═════ Given records
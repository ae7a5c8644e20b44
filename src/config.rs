//! Predictor configuration
//!
//! Artifact paths, the feature schema and the scaling policy are process
//! configuration, read from a JSON file or assembled from CLI flags.

use crate::error::PredictError;
use crate::scaler::ScalerPolicy;
use crate::schema::{FeatureSchema, SchemaId};
use serde::{Deserialize, Serialize};
use std::fs;
use std::path::{Path, PathBuf};

/// Where the feature schema comes from
#[derive(Debug, Clone, PartialEq, Serialize, Deserialize)]
#[serde(untagged)]
pub enum SchemaSource {
    Builtin(SchemaId),
    File { path: PathBuf },
}

impl Default for SchemaSource {
    fn default() -> Self {
        SchemaSource::Builtin(SchemaId::LifestyleV1)
    }
}

impl SchemaSource {
    /// Resolve to a validated schema
    pub fn resolve(&self) -> Result<FeatureSchema, PredictError> {
        match self {
            SchemaSource::Builtin(id) => Ok(FeatureSchema::builtin(*id)),
            SchemaSource::File { path } => {
                let json =
                    fs::read_to_string(path).map_err(|e| PredictError::artifact_load(path, e))?;
                FeatureSchema::from_json(&json).map_err(|e| PredictError::artifact_load(path, e))
            }
        }
    }
}

fn default_validate_inputs() -> bool {
    true
}

/// Predictor configuration
#[derive(Debug, Clone, PartialEq, Serialize, Deserialize)]
pub struct PredictorConfig {
    #[serde(default)]
    pub schema: SchemaSource,
    pub classifier_path: PathBuf,
    #[serde(default, skip_serializing_if = "Option::is_none")]
    pub scaler_path: Option<PathBuf>,
    #[serde(default)]
    pub scaler_policy: ScalerPolicy,
    /// Check bounds and categories before the pipeline runs
    #[serde(default = "default_validate_inputs")]
    pub validate_inputs: bool,
}

impl PredictorConfig {
    pub fn new(schema: SchemaSource, classifier_path: impl Into<PathBuf>) -> Self {
        Self {
            schema,
            classifier_path: classifier_path.into(),
            scaler_path: None,
            scaler_policy: ScalerPolicy::default(),
            validate_inputs: default_validate_inputs(),
        }
    }

    pub fn with_scaler(mut self, path: impl Into<PathBuf>) -> Self {
        self.scaler_path = Some(path.into());
        self
    }

    pub fn with_scaler_policy(mut self, policy: ScalerPolicy) -> Self {
        self.scaler_policy = policy;
        self
    }

    pub fn from_json(json: &str) -> Result<Self, PredictError> {
        let config: PredictorConfig = serde_json::from_str(json)?;
        if config.classifier_path.as_os_str().is_empty() {
            return Err(PredictError::InvalidConfig(
                "classifier_path must not be empty".to_string(),
            ));
        }
        Ok(config)
    }

    /// Load configuration from a JSON file. Relative artifact paths are
    /// resolved against the file's directory.
    pub fn load(path: &Path) -> Result<Self, PredictError> {
        let json = fs::read_to_string(path)
            .map_err(|e| PredictError::InvalidConfig(format!("{}: {e}", path.display())))?;
        let mut config = PredictorConfig::from_json(&json)?;

        if let Some(base) = path.parent() {
            config.classifier_path = base.join(&config.classifier_path);
            config.scaler_path = config.scaler_path.map(|p| base.join(p));
            if let SchemaSource::File { path: schema_path } = &mut config.schema {
                *schema_path = base.join(&*schema_path);
            }
        }

        Ok(config)
    }
}

#[cfg(test)]
mod tests {
    use super::*;
    use pretty_assertions::assert_eq;

    #[test]
    fn test_config_defaults() {
        let config = PredictorConfig::from_json(r#"{ "classifier_path": "model.json" }"#).unwrap();

        assert_eq!(config.schema, SchemaSource::Builtin(SchemaId::LifestyleV1));
        assert_eq!(config.scaler_path, None);
        assert_eq!(config.scaler_policy, ScalerPolicy::Lenient);
        assert!(config.validate_inputs);
    }

    #[test]
    fn test_config_full() {
        let config = PredictorConfig::from_json(
            r#"{
                "schema": "health.v1",
                "classifier_path": "model.json",
                "scaler_path": "scaler.json",
                "scaler_policy": "strict",
                "validate_inputs": false
            }"#,
        )
        .unwrap();

        assert_eq!(config.schema, SchemaSource::Builtin(SchemaId::HealthV1));
        assert_eq!(config.scaler_path, Some(PathBuf::from("scaler.json")));
        assert_eq!(config.scaler_policy, ScalerPolicy::Strict);
        assert!(!config.validate_inputs);
    }

    #[test]
    fn test_config_schema_file() {
        let config = PredictorConfig::from_json(
            r#"{ "schema": { "path": "custom.json" }, "classifier_path": "model.json" }"#,
        )
        .unwrap();

        assert_eq!(
            config.schema,
            SchemaSource::File {
                path: PathBuf::from("custom.json")
            }
        );
    }

    #[test]
    fn test_config_rejects_empty_classifier_path() {
        assert!(PredictorConfig::from_json(r#"{ "classifier_path": "" }"#).is_err());
        assert!(PredictorConfig::from_json(r#"{ "schema": "lifestyle.v1" }"#).is_err());
    }

    #[test]
    fn test_load_resolves_relative_paths() {
        let dir = tempfile::tempdir().unwrap();
        let path = dir.path().join("predictor.json");
        fs::write(
            &path,
            r#"{ "classifier_path": "model.json", "scaler_path": "scaler.json" }"#,
        )
        .unwrap();

        let config = PredictorConfig::load(&path).unwrap();

        assert_eq!(config.classifier_path, dir.path().join("model.json"));
        assert_eq!(config.scaler_path, Some(dir.path().join("scaler.json")));
    }

    #[test]
    fn test_builtin_source_resolves() {
        let schema = SchemaSource::Builtin(SchemaId::HealthV1).resolve().unwrap();
        assert_eq!(schema.id, "health.v1");
    }
}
══════════
__Task instructions__
What is needed here is an exact transcription of the records above.

__Response to this task__
repository ae7a5c8644e20b44
filename src/config.rs
//! Predictor configuration
//!
//! Artifact paths, the feature schema and the scaling policy are process
//! configuration, read from a JSON file or assembled from CLI flags.

use crate::error::PredictError;
use crate::scaler::ScalerPolicy;
use crate::schema::{FeatureSchema, SchemaId};
use serde::{Deserialize, Serialize};
use std::fs;
use std::path::{Path, PathBuf};

/// Where the feature schema comes from
#[derive(Debug, Clone, PartialEq, Serialize, Deserialize)]
#[serde(untagged)]
pub enum SchemaSource {
    Builtin(SchemaId),
    File { path: PathBuf },
}

impl Default for SchemaSource {
    fn default() -> Self {
        SchemaSource::Builtin(SchemaId::LifestyleV1)
    }
}

impl SchemaSource {
    /// Resolve to a validated schema
    pub fn resolve(&self) -> Result<FeatureSchema, PredictError> {
        match self {
            SchemaSource::Builtin(id) => Ok(FeatureSchema::builtin(*id)),
            SchemaSource::File { path } => {
                let json =
                    fs::read_to_string(path).map_err(|e| PredictError::artifact_load(path, e))?;
                FeatureSchema::from_json(&json).map_err(|e| PredictError::artifact_load(path, e))
            }
        }
    }
}

fn default_validate_inputs() -> bool {
    true
}

/// Predictor configuration
#[derive(Debug, Clone, PartialEq, Serialize, Deserialize)]
pub struct PredictorConfig {
    #[serde(default)]
    pub schema: SchemaSource,
    pub classifier_path: PathBuf,
    #[serde(default, skip_serializing_if = "Option::is_none")]
    pub scaler_path: Option<PathBuf>,
    #[serde(default)]
    pub scaler_policy: ScalerPolicy,
    /// Check bounds and categories before the pipeline runs
    #[serde(default = "default_validate_inputs")]
    pub validate_inputs: bool,
}

impl PredictorConfig {
    pub fn new(schema: SchemaSource, classifier_path: impl Into<PathBuf>) -> Self {
        Self {
            schema,
            classifier_path: classifier_path.into(),
            scaler_path: None,
            scaler_policy: ScalerPolicy::default(),
            validate_inputs: default_validate_inputs(),
        }
    }

    pub fn with_scaler(mut self, path: impl Into<PathBuf>) -> Self {
        self.scaler_path = Some(path.into());
        self
    }

    pub fn with_scaler_policy(mut self, policy: ScalerPolicy) -> Self {
        self.scaler_policy = policy;
        self
    }

    pub fn from_json(json: &str) -> Result<Self, PredictError> {
        let config: PredictorConfig = serde_json::from_str(json)?;
        if config.classifier_path.as_os_str().is_empty() {
            return Err(PredictError::InvalidConfig(
                "classifier_path must not be empty".to_string(),
            ));
        }
        Ok(config)
    }

    /// Load configuration from a JSON file. Relative artifact paths are
    /// resolved against the file's directory.
    pub fn load(path: &Path) -> Result<Self, PredictError> {
        let json = fs::read_to_string(path)
            .map_err(|e| PredictError::InvalidConfig(format!("{}: {e}", path.display())))?;
        let mut config = PredictorConfig::from_json(&json)?;

        if let Some(base) = path.parent() {
            config.classifier_path = base.join(&config.classifier_path);
            config.scaler_path = config.scaler_path.map(|p| base.join(p));
            if let SchemaSource::File { path: schema_path } = &mut config.schema {
                *schema_path = base.join(&*schema_path);
            }
        }

        Ok(config)
    }
}

#[cfg(test)]
mod tests {
    use super::*;
    use pretty_assertions::assert_eq;

    #[test]
    fn test_config_defaults() {
        let config = PredictorConfig::from_json(r#"{ "classifier_path": "model.json" }"#).unwrap();

        assert_eq!(config.schema, SchemaSource::Builtin(SchemaId::LifestyleV1));
        assert_eq!(config.scaler_path, None);
        assert_eq!(config.scaler_policy, ScalerPolicy::Lenient);
        assert!(config.validate_inputs);
    }

    #[test]
    fn test_config_full() {
        let config = PredictorConfig::from_json(
            r#"{
                "schema": "health.v1",
                "classifier_path": "model.json",
                "scaler_path": "scaler.json",
                "scaler_policy": "strict",
                "validate_inputs": false
            }"#,
        )
        .unwrap();

        assert_eq!(config.schema, SchemaSource::Builtin(SchemaId::HealthV1));
        assert_eq!(config.scaler_path, Some(PathBuf::from("scaler.json")));
        assert_eq!(config.scaler_policy, ScalerPolicy::Strict);
        assert!(!config.validate_inputs);
    }

    #[test]
    fn test_config_schema_file() {
        let config = PredictorConfig::from_json(
            r#"{ "schema": { "path": "custom.json" }, "classifier_path": "model.json" }"#,
        )
        .unwrap();

        assert_eq!(
            config.schema,
            SchemaSource::File {
                path: PathBuf::from("custom.json")
            }
        );
    }

    #[test]
    fn test_config_rejects_empty_classifier_path() {
        assert!(PredictorConfig::from_json(r#"{ "classifier_path": "" }"#).is_err());
        assert!(PredictorConfig::from_json(r#"{ "schema": "lifestyle.v1" }"#).is_err());
    }

    #[test]
    fn test_load_resolves_relative_paths() {
        let dir = tempfile::tempdir().unwrap();
        let path = dir.path().join("predictor.json");
        fs::write(
            &path,
            r#"{ "classifier_path": "model.json", "scaler_path": "scaler.json" }"#,
        )
        .unwrap();

        let config = PredictorConfig::load(&path).unwrap();

        assert_eq!(config.classifier_path, dir.path().join("model.json"));
        assert_eq!(config.scaler_path, Some(dir.path().join("scaler.json")));
    }

    #[test]
    fn test_builtin_source_resolves() {
        let schema = SchemaSource::Builtin(SchemaId::HealthV1).resolve().unwrap();
        assert_eq!(schema.id, "health.v1");
    }
}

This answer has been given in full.